* **What this task involves**
Each record must be printed again exactly as given.

* **Provided records**
-- Opening Marker --
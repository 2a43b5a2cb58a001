//! A Windows-guest conversion module stub.
//!
//! Real Windows conversion requires injecting signed virtio drivers into the
//! registry's critical-device database, which is out of scope here. This
//! stub matches Windows guests and grants legacy emulated devices instead
//! of failing outright, logging a "no virtio drivers installed" warning
//! rather than aborting.

use color_eyre::Result;
use std::net::IpAddr;
use tracing::warn;
use v2kvm_core::adapters::OutputView;
use v2kvm_core::capabilities::{BlockBus, GrantedCapabilities, NetBus, RequestedCapabilities, VideoModel};
use v2kvm_core::convert::ConversionModule;
use v2kvm_core::inspect::{ApplianceHandle, Inspect, OsFamily};
use v2kvm_core::source::SourceDisk;

/// Matches any guest the appliance identified as Windows.
#[derive(Debug, Default)]
pub struct GenericWindowsStub;

impl ConversionModule for GenericWindowsStub {
    fn matches(&self, inspect: &Inspect) -> bool {
        inspect.os_family == OsFamily::Windows
    }

    fn convert(
        &self,
        _appliance: &mut dyn ApplianceHandle,
        inspect: &Inspect,
        _source_disks: &[SourceDisk],
        _output: &dyn OutputView,
        requested: RequestedCapabilities,
        _static_ips: &[IpAddr],
    ) -> Result<GrantedCapabilities> {
        warn!(
            "{} ({}): no virtio drivers installed, falling back to emulated IDE/e1000",
            inspect.product_name, inspect.distro
        );

        Ok(GrantedCapabilities {
            block_bus: requested.block_bus.unwrap_or(BlockBus::Ide),
            net_bus: requested.net_bus.unwrap_or(NetBus::E1000),
            video: requested.video.unwrap_or(VideoModel::Vga),
        })
    }
}

#[cfg(test)]
mod tests {
    use super::*;
    use std::collections::HashMap;

    fn inspect(os_family: OsFamily) -> Inspect {
        Inspect {
            os_family,
            distro: "windows-10".to_string(),
            product_name: "Windows 10".to_string(),
            firmware: v2kvm_core::source::Firmware::Uefi,
            mounts: vec![],
            opaque: HashMap::new(),
        }
    }

    struct NoFirmware;
    impl OutputView for NoFirmware {
        fn supported_firmware(&self) -> std::collections::HashSet<v2kvm_core::source::Firmware> {
            std::collections::HashSet::new()
        }
    }

    struct FakeAppliance;
    impl ApplianceHandle for FakeAppliance {
        fn attach(&mut self, _disk_paths: &[String]) -> Result<()> {
            Ok(())
        }
        fn launch(&mut self) -> Result<()> {
            Ok(())
        }
        fn inspect(&mut self, _passphrases: &HashMap<String, String>) -> Result<Inspect> {
            unreachable!()
        }
        fn fstrim(&mut self, _mount_path: &str) -> Result<()> {
            Ok(())
        }
        fn shutdown(&mut self) -> Result<()> {
            Ok(())
        }
    }

    #[test]
    fn matches_only_windows() {
        let module = GenericWindowsStub;
        assert!(module.matches(&inspect(OsFamily::Windows)));
        assert!(!module.matches(&inspect(OsFamily::Linux)));
    }

    #[test]
    fn grants_legacy_devices_when_unconstrained() {
        let module = GenericWindowsStub;
        let mut appliance = FakeAppliance;
        let granted = module
            .convert(
                &mut appliance,
                &inspect(OsFamily::Windows),
                &[],
                &NoFirmware,
                RequestedCapabilities::default(),
                &[],
            )
            .unwrap();
        assert_eq!(granted.block_bus, BlockBus::Ide);
        assert_eq!(granted.net_bus, NetBus::E1000);
        assert_eq!(granted.video, VideoModel::Vga);
    }

    #[test]
    fn in_place_mode_honors_pinned_capabilities() {
        let module = GenericWindowsStub;
        let mut appliance = FakeAppliance;
        let requested = RequestedCapabilities {
            block_bus: Some(BlockBus::VirtioScsi),
            net_bus: None,
            video: None,
        };
        let granted = module
            .convert(&mut appliance, &inspect(OsFamily::Windows), &[], &NoFirmware, requested, &[])
            .unwrap();
        assert_eq!(granted.block_bus, BlockBus::VirtioScsi);
        assert_eq!(granted.net_bus, NetBus::E1000);
    }
}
-- Closing Marker --
* **Answer**
repository 2a43b5a2cb58a001
//! A Windows-guest conversion module stub.
//!
//! Real Windows conversion requires injecting signed virtio drivers into the
//! registry's critical-device database, which is out of scope here. This
//! stub matches Windows guests and grants legacy emulated devices instead
//! of failing outright, logging a "no virtio drivers installed" warning
//! rather than aborting.

use color_eyre::Result;
use std::net::IpAddr;
use tracing::warn;
use v2kvm_core::adapters::OutputView;
use v2kvm_core::capabilities::{BlockBus, GrantedCapabilities, NetBus, RequestedCapabilities, VideoModel};
use v2kvm_core::convert::ConversionModule;
use v2kvm_core::inspect::{ApplianceHandle, Inspect, OsFamily};
use v2kvm_core::source::SourceDisk;

/// Matches any guest the appliance identified as Windows.
#[derive(Debug, Default)]
pub struct GenericWindowsStub;

impl ConversionModule for GenericWindowsStub {
    fn matches(&self, inspect: &Inspect) -> bool {
        inspect.os_family == OsFamily::Windows
    }

    fn convert(
        &self,
        _appliance: &mut dyn ApplianceHandle,
        inspect: &Inspect,
        _source_disks: &[SourceDisk],
        _output: &dyn OutputView,
        requested: RequestedCapabilities,
        _static_ips: &[IpAddr],
    ) -> Result<GrantedCapabilities> {
        warn!(
            "{} ({}): no virtio drivers installed, falling back to emulated IDE/e1000",
            inspect.product_name, inspect.distro
        );

        Ok(GrantedCapabilities {
            block_bus: requested.block_bus.unwrap_or(BlockBus::Ide),
            net_bus: requested.net_bus.unwrap_or(NetBus::E1000),
            video: requested.video.unwrap_or(VideoModel::Vga),
        })
    }
}

#[cfg(test)]
mod tests {
    use super::*;
    use std::collections::HashMap;

    fn inspect(os_family: OsFamily) -> Inspect {
        Inspect {
            os_family,
            distro: "windows-10".to_string(),
            product_name: "Windows 10".to_string(),
            firmware: v2kvm_core::source::Firmware::Uefi,
            mounts: vec![],
            opaque: HashMap::new(),
        }
    }

    struct NoFirmware;
    impl OutputView for NoFirmware {
        fn supported_firmware(&self) -> std::collections::HashSet<v2kvm_core::source::Firmware> {
            std::collections::HashSet::new()
        }
    }

    struct FakeAppliance;
    impl ApplianceHandle for FakeAppliance {
        fn attach(&mut self, _disk_paths: &[String]) -> Result<()> {
            Ok(())
        }
        fn launch(&mut self) -> Result<()> {
            Ok(())
        }
        fn inspect(&mut self, _passphrases: &HashMap<String, String>) -> Result<Inspect> {
            unreachable!()
        }
        fn fstrim(&mut self, _mount_path: &str) -> Result<()> {
            Ok(())
        }
        fn shutdown(&mut self) -> Result<()> {
            Ok(())
        }
    }

    #[test]
    fn matches_only_windows() {
        let module = GenericWindowsStub;
        assert!(module.matches(&inspect(OsFamily::Windows)));
        assert!(!module.matches(&inspect(OsFamily::Linux)));
    }

    #[test]
    fn grants_legacy_devices_when_unconstrained() {
        let module = GenericWindowsStub;
        let mut appliance = FakeAppliance;
        let granted = module
            .convert(
                &mut appliance,
                &inspect(OsFamily::Windows),
                &[],
                &NoFirmware,
                RequestedCapabilities::default(),
                &[],
            )
            .unwrap();
        assert_eq!(granted.block_bus, BlockBus::Ide);
        assert_eq!(granted.net_bus, NetBus::E1000);
        assert_eq!(granted.video, VideoModel::Vga);
    }

    #[test]
    fn in_place_mode_honors_pinned_capabilities() {
        let module = GenericWindowsStub;
        let mut appliance = FakeAppliance;
        let requested = RequestedCapabilities {
            block_bus: Some(BlockBus::VirtioScsi),
            net_bus: None,
            video: None,
        };
        let granted = module
            .convert(&mut appliance, &inspect(OsFamily::Windows), &[], &NoFirmware, requested, &[])
            .unwrap();
        assert_eq!(granted.block_bus, BlockBus::VirtioScsi);
        assert_eq!(granted.net_bus, NetBus::E1000);
    }
}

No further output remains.